__Task prompt__: Each entry, in full: reproduce it exactly.

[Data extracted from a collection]
use std::{
    path::PathBuf,
    time::{Duration, Instant},
};

use chat::{ChatComponent, Output};
use crossbeam::channel::{Receiver, Sender};
use crossterm::{
    event::{self, DisableMouseCapture, EnableMouseCapture, Event},
    execute,
    terminal::{disable_raw_mode, enable_raw_mode, EnterAlternateScreen, LeaveAlternateScreen},
};
use persona::PersonaComponent;
use ratatui::{
    backend::CrosstermBackend,
    layout::{Constraint, Layout},
    style::{Color, Style, Stylize},
    text::{Line, Span},
    widgets::Paragraph,
    Frame, Terminal,
};

use crate::sys::{CompletionService, Outcome, PersonaRegistry, Session};

pub mod chat;
pub mod persona;

const SPINNER: [&str; 4] = ["|", "/", "-", "\\"];

/// A session travelling to the completion worker together with the user text.
pub struct Request {
    pub session: Session,
    pub text: String,
}

/// The session coming back from the worker after one exchange.
pub struct Reply {
    pub session: Session,
    pub outcome: Outcome,
    pub elapsed: Duration,
}

/// Runs submissions one at a time on a dedicated thread so the screen keeps
/// redrawing while the blocking call is in flight.
pub fn spawn_completion_worker<S>(
    service: S,
    rx: Receiver<Request>,
    tx: Sender<Reply>,
) -> std::thread::JoinHandle<()>
where
    S: CompletionService + Send + 'static,
{
    std::thread::spawn(move || {
        while let Ok(Request { session, text }) = rx.recv() {
            let start = Instant::now();
            let (session, outcome) = session.submit(&text, &service);
            let elapsed = start.elapsed();
            log::debug!("exchange finished in {elapsed:?}");
            if tx
                .send(Reply {
                    session,
                    outcome,
                    elapsed,
                })
                .is_err()
            {
                break;
            }
        }
    })
}

#[derive(Debug, Clone, PartialEq, Eq)]
pub enum Phase {
    Idle,
    AwaitingReply { text: String, since: Instant },
}

pub struct App {
    pub chat: ChatComponent,
    pub personas: PersonaComponent,
    registry: PersonaRegistry,
    session: Session,
    phase: Phase,
    status: String,
    export_dir: PathBuf,
    ticks: usize,
}

impl App {
    pub fn new(registry: PersonaRegistry, session: Session, export_dir: PathBuf) -> Self {
        Self {
            chat: ChatComponent::new(),
            personas: PersonaComponent::new(),
            registry,
            session,
            phase: Phase::Idle,
            status: String::new(),
            export_dir,
            ticks: 0,
        }
    }

    pub fn session(&self) -> &Session {
        &self.session
    }

    pub fn phase(&self) -> &Phase {
        &self.phase
    }

    pub fn status(&self) -> &str {
        &self.status
    }

    fn is_busy(&self) -> bool {
        matches!(self.phase, Phase::AwaitingReply { .. })
    }

    pub fn render(&mut self, f: &mut Frame) {
        let vertical = Layout::vertical([
            Constraint::Length(2),
            Constraint::Min(8),
            Constraint::Length(1),
            Constraint::Length(1),
        ]);
        let [title_area, body_area, help_area, status_area] = vertical.areas(f.size());

        let title = Paragraph::new(vec![
            Line::from(vec![
                Span::raw("TimeTuah").bold(),
                Span::raw(" - Chat with Historical Figures"),
            ]),
            Line::from(vec![
                Span::raw("You are now chatting with "),
                Span::raw(self.session.active_persona().id.clone()).bold(),
                Span::raw("."),
            ]),
        ]);
        f.render_widget(title, title_area);

        let horizontal = Layout::horizontal([Constraint::Length(32), Constraint::Min(20)]);
        let [side_area, main_area] = horizontal.areas(body_area);

        self.personas
            .render(&self.registry, self.session.active_persona(), f, side_area);

        let pending = match &self.phase {
            Phase::AwaitingReply { text, .. } => Some(text.as_str()),
            Phase::Idle => None,
        };
        self.chat
            .render(self.session.transcript(), pending, f, main_area);

        let help_message = Paragraph::new(
            "help: [Enter send] [Ctrl+N/Ctrl+P persona] [Ctrl+S save] [PgUp/PgDn scroll] [Esc+Esc quit]",
        )
        .gray();
        f.render_widget(help_message, help_area);

        let status = match &self.phase {
            Phase::AwaitingReply { since, .. } => Line::raw(format!(
                "{} {} is thinking... {}s",
                SPINNER[self.ticks % SPINNER.len()],
                self.session.active_persona().id,
                since.elapsed().as_secs()
            ))
            .fg(Color::Cyan),
            Phase::Idle if self.status.starts_with("An error occurred") => {
                Line::styled(self.status.clone(), Style::new().fg(Color::Red))
            }
            Phase::Idle => Line::raw(self.status.clone()),
        };
        f.render_widget(Paragraph::new(status), status_area);
    }

    /// Starts an exchange unless the text is blank or a reply is pending.
    /// Returns the request to hand to the worker.
    pub fn begin_submit(&mut self, text: String) -> Option<Request> {
        if self.is_busy() || !Session::accepts(&text) {
            return None;
        }
        self.status.clear();
        self.phase = Phase::AwaitingReply {
            text: text.clone(),
            since: Instant::now(),
        };
        Some(Request {
            session: self.session.clone(),
            text,
        })
    }

    pub fn finish_submit(&mut self, reply: Reply) {
        self.session = reply.session;
        self.phase = Phase::Idle;
        match reply.outcome {
            Outcome::Failed(err) => {
                self.status = format!("An error occurred: {err}");
            }
            Outcome::Replied(_) => {
                self.status = format!("replied in {:.1}s", reply.elapsed.as_secs_f32());
            }
            Outcome::Ignored => {}
        }
    }

    pub fn switch_persona(&mut self, step: isize) {
        if self.is_busy() {
            return;
        }
        let current = self.session.active_persona().id.clone();
        if let Some(next) = self.registry.cycle(&current, step) {
            self.session.select_persona(next.clone());
            self.status = format!("You are now chatting with {}.", next.id);
        }
    }

    pub fn export(&mut self) {
        if self.is_busy() {
            self.status = "wait for the reply before saving".to_string();
            return;
        }
        self.status = match self.session.export_to(&self.export_dir) {
            Ok(path) => format!("transcript saved to {}", path.display()),
            Err(err) => format!("An error occurred: {err}"),
        };
    }

    pub fn run_loop<S>(mut self, service: S) -> anyhow::Result<()>
    where
        S: CompletionService + Send + 'static,
    {
        let (request_tx, request_rx) = crossbeam::channel::unbounded();
        let (reply_tx, reply_rx) = crossbeam::channel::unbounded();
        let _worker = spawn_completion_worker(service, request_rx, reply_tx);

        let (event_tx, event_rx) = crossbeam::channel::unbounded();
        std::thread::spawn(move || -> anyhow::Result<()> {
            loop {
                let event = event::read()?;
                if event_tx.send(event).is_err() {
                    break Ok(());
                }
            }
        });

        // setup terminal
        enable_raw_mode()?;
        let mut stdout = std::io::stdout();
        execute!(stdout, EnterAlternateScreen, EnableMouseCapture)?;
        let backend = CrosstermBackend::new(stdout);
        let mut terminal = Terminal::new(backend)?;

        let mut main_loop = || -> anyhow::Result<()> {
            let mut quit = false;
            while !quit {
                terminal.draw(|f| self.render(f))?;

                crossbeam::select! {
                    recv(event_rx) -> event => {
                        let event: Event = event?;
                        let busy = self.is_busy();
                        match self.chat.handler_input(event, busy) {
                            Output::Exit => quit = true,
                            Output::Submit(text) => {
                                if let Some(request) = self.begin_submit(text) {
                                    request_tx.send(request)?;
                                }
                            }
                            Output::SwitchPersona(step) => self.switch_persona(step),
                            Output::Export => self.export(),
                            Output::Normal => {}
                        }
                    }
                    recv(reply_rx) -> reply => {
                        self.finish_submit(reply?);
                    }
                    default(Duration::from_millis(200)) => {
                        self.ticks = self.ticks.wrapping_add(1);
                    }
                }
            }
            Ok(())
        };

        let r = main_loop();

        // restore terminal
        disable_raw_mode()?;
        execute!(
            terminal.backend_mut(),
            LeaveAlternateScreen,
            DisableMouseCapture
        )?;
        terminal.show_cursor()?;
        r
    }
}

__Answer space__:
use std::{
    path::PathBuf,
    time::{Duration, Instant},
};

use chat::{ChatComponent, Output};
use crossbeam::channel::{Receiver, Sender};
use crossterm::{
    event::{self, DisableMouseCapture, EnableMouseCapture, Event},
    execute,
    terminal::{disable_raw_mode, enable_raw_mode, EnterAlternateScreen, LeaveAlternateScreen},
};
use persona::PersonaComponent;
use ratatui::{
    backend::CrosstermBackend,
    layout::{Constraint, Layout},
    style::{Color, Style, Stylize},
    text::{Line, Span},
    widgets::Paragraph,
    Frame, Terminal,
};

use crate::sys::{CompletionService, Outcome, PersonaRegistry, Session};

pub mod chat;
pub mod persona;

const SPINNER: [&str; 4] = ["|", "/", "-", "\\"];

/// A session travelling to the completion worker together with the user text.
pub struct Request {
    pub session: Session,
    pub text: String,
}

/// The session coming back from the worker after one exchange.
pub struct Reply {
    pub session: Session,
    pub outcome: Outcome,
    pub elapsed: Duration,
}

/// Runs submissions one at a time on a dedicated thread so the screen keeps
/// redrawing while the blocking call is in flight.
pub fn spawn_completion_worker<S>(
    service: S,
    rx: Receiver<Request>,
    tx: Sender<Reply>,
) -> std::thread::JoinHandle<()>
where
    S: CompletionService + Send + 'static,
{
    std::thread::spawn(move || {
        while let Ok(Request { session, text }) = rx.recv() {
            let start = Instant::now();
            let (session, outcome) = session.submit(&text, &service);
            let elapsed = start.elapsed();
            log::debug!("exchange finished in {elapsed:?}");
            if tx
                .send(Reply {
                    session,
                    outcome,
                    elapsed,
                })
                .is_err()
            {
                break;
            }
        }
    })
}

#[derive(Debug, Clone, PartialEq, Eq)]
pub enum Phase {
    Idle,
    AwaitingReply { text: String, since: Instant },
}

pub struct App {
    pub chat: ChatComponent,
    pub personas: PersonaComponent,
    registry: PersonaRegistry,
    session: Session,
    phase: Phase,
    status: String,
    export_dir: PathBuf,
    ticks: usize,
}

impl App {
    pub fn new(registry: PersonaRegistry, session: Session, export_dir: PathBuf) -> Self {
        Self {
            chat: ChatComponent::new(),
            personas: PersonaComponent::new(),
            registry,
            session,
            phase: Phase::Idle,
            status: String::new(),
            export_dir,
            ticks: 0,
        }
    }

    pub fn session(&self) -> &Session {
        &self.session
    }

    pub fn phase(&self) -> &Phase {
        &self.phase
    }

    pub fn status(&self) -> &str {
        &self.status
    }

    fn is_busy(&self) -> bool {
        matches!(self.phase, Phase::AwaitingReply { .. })
    }

    pub fn render(&mut self, f: &mut Frame) {
        let vertical = Layout::vertical([
            Constraint::Length(2),
            Constraint::Min(8),
            Constraint::Length(1),
            Constraint::Length(1),
        ]);
        let [title_area, body_area, help_area, status_area] = vertical.areas(f.size());

        let title = Paragraph::new(vec![
            Line::from(vec![
                Span::raw("TimeTuah").bold(),
                Span::raw(" - Chat with Historical Figures"),
            ]),
            Line::from(vec![
                Span::raw("You are now chatting with "),
                Span::raw(self.session.active_persona().id.clone()).bold(),
                Span::raw("."),
            ]),
        ]);
        f.render_widget(title, title_area);

        let horizontal = Layout::horizontal([Constraint::Length(32), Constraint::Min(20)]);
        let [side_area, main_area] = horizontal.areas(body_area);

        self.personas
            .render(&self.registry, self.session.active_persona(), f, side_area);

        let pending = match &self.phase {
            Phase::AwaitingReply { text, .. } => Some(text.as_str()),
            Phase::Idle => None,
        };
        self.chat
            .render(self.session.transcript(), pending, f, main_area);

        let help_message = Paragraph::new(
            "help: [Enter send] [Ctrl+N/Ctrl+P persona] [Ctrl+S save] [PgUp/PgDn scroll] [Esc+Esc quit]",
        )
        .gray();
        f.render_widget(help_message, help_area);

        let status = match &self.phase {
            Phase::AwaitingReply { since, .. } => Line::raw(format!(
                "{} {} is thinking... {}s",
                SPINNER[self.ticks % SPINNER.len()],
                self.session.active_persona().id,
                since.elapsed().as_secs()
            ))
            .fg(Color::Cyan),
            Phase::Idle if self.status.starts_with("An error occurred") => {
                Line::styled(self.status.clone(), Style::new().fg(Color::Red))
            }
            Phase::Idle => Line::raw(self.status.clone()),
        };
        f.render_widget(Paragraph::new(status), status_area);
    }

    /// Starts an exchange unless the text is blank or a reply is pending.
    /// Returns the request to hand to the worker.
    pub fn begin_submit(&mut self, text: String) -> Option<Request> {
        if self.is_busy() || !Session::accepts(&text) {
            return None;
        }
        self.status.clear();
        self.phase = Phase::AwaitingReply {
            text: text.clone(),
            since: Instant::now(),
        };
        Some(Request {
            session: self.session.clone(),
            text,
        })
    }

    pub fn finish_submit(&mut self, reply: Reply) {
        self.session = reply.session;
        self.phase = Phase::Idle;
        match reply.outcome {
            Outcome::Failed(err) => {
                self.status = format!("An error occurred: {err}");
            }
            Outcome::Replied(_) => {
                self.status = format!("replied in {:.1}s", reply.elapsed.as_secs_f32());
            }
            Outcome::Ignored => {}
        }
    }

    pub fn switch_persona(&mut self, step: isize) {
        if self.is_busy() {
            return;
        }
        let current = self.session.active_persona().id.clone();
        if let Some(next) = self.registry.cycle(&current, step) {
            self.session.select_persona(next.clone());
            self.status = format!("You are now chatting with {}.", next.id);
        }
    }

    pub fn export(&mut self) {
        if self.is_busy() {
            self.status = "wait for the reply before saving".to_string();
            return;
        }
        self.status = match self.session.export_to(&self.export_dir) {
            Ok(path) => format!("transcript saved to {}", path.display()),
            Err(err) => format!("An error occurred: {err}"),
        };
    }

    pub fn run_loop<S>(mut self, service: S) -> anyhow::Result<()>
    where
        S: CompletionService + Send + 'static,
    {
        let (request_tx, request_rx) = crossbeam::channel::unbounded();
        let (reply_tx, reply_rx) = crossbeam::channel::unbounded();
        let _worker = spawn_completion_worker(service, request_rx, reply_tx);

        let (event_tx, event_rx) = crossbeam::channel::unbounded();
        std::thread::spawn(move || -> anyhow::Result<()> {
            loop {
                let event = event::read()?;
                if event_tx.send(event).is_err() {
                    break Ok(());
                }
            }
        });

        // setup terminal
        enable_raw_mode()?;
        let mut stdout = std::io::stdout();
        execute!(stdout, EnterAlternateScreen, EnableMouseCapture)?;
        let backend = CrosstermBackend::new(stdout);
        let mut terminal = Terminal::new(backend)?;

        let mut main_loop = || -> anyhow::Result<()> {
            let mut quit = false;
            while !quit {
                terminal.draw(|f| self.render(f))?;

                crossbeam::select! {
                    recv(event_rx) -> event => {
                        let event: Event = event?;
                        let busy = self.is_busy();
                        match self.chat.handler_input(event, busy) {
                            Output::Exit => quit = true,
                            Output::Submit(text) => {
                                if let Some(request) = self.begin_submit(text) {
                                    request_tx.send(request)?;
                                }
                            }
                            Output::SwitchPersona(step) => self.switch_persona(step),
                            Output::Export => self.export(),
                            Output::Normal => {}
                        }
                    }
                    recv(reply_rx) -> reply => {
                        self.finish_submit(reply?);
                    }
                    default(Duration::from_millis(200)) => {
                        self.ticks = self.ticks.wrapping_add(1);
                    }
                }
            }
            Ok(())
        };

        let r = main_loop();

        // restore terminal
        disable_raw_mode()?;
        execute!(
            terminal.backend_mut(),
            LeaveAlternateScreen,
            DisableMouseCapture
        )?;
        terminal.show_cursor()?;
        r
    }
}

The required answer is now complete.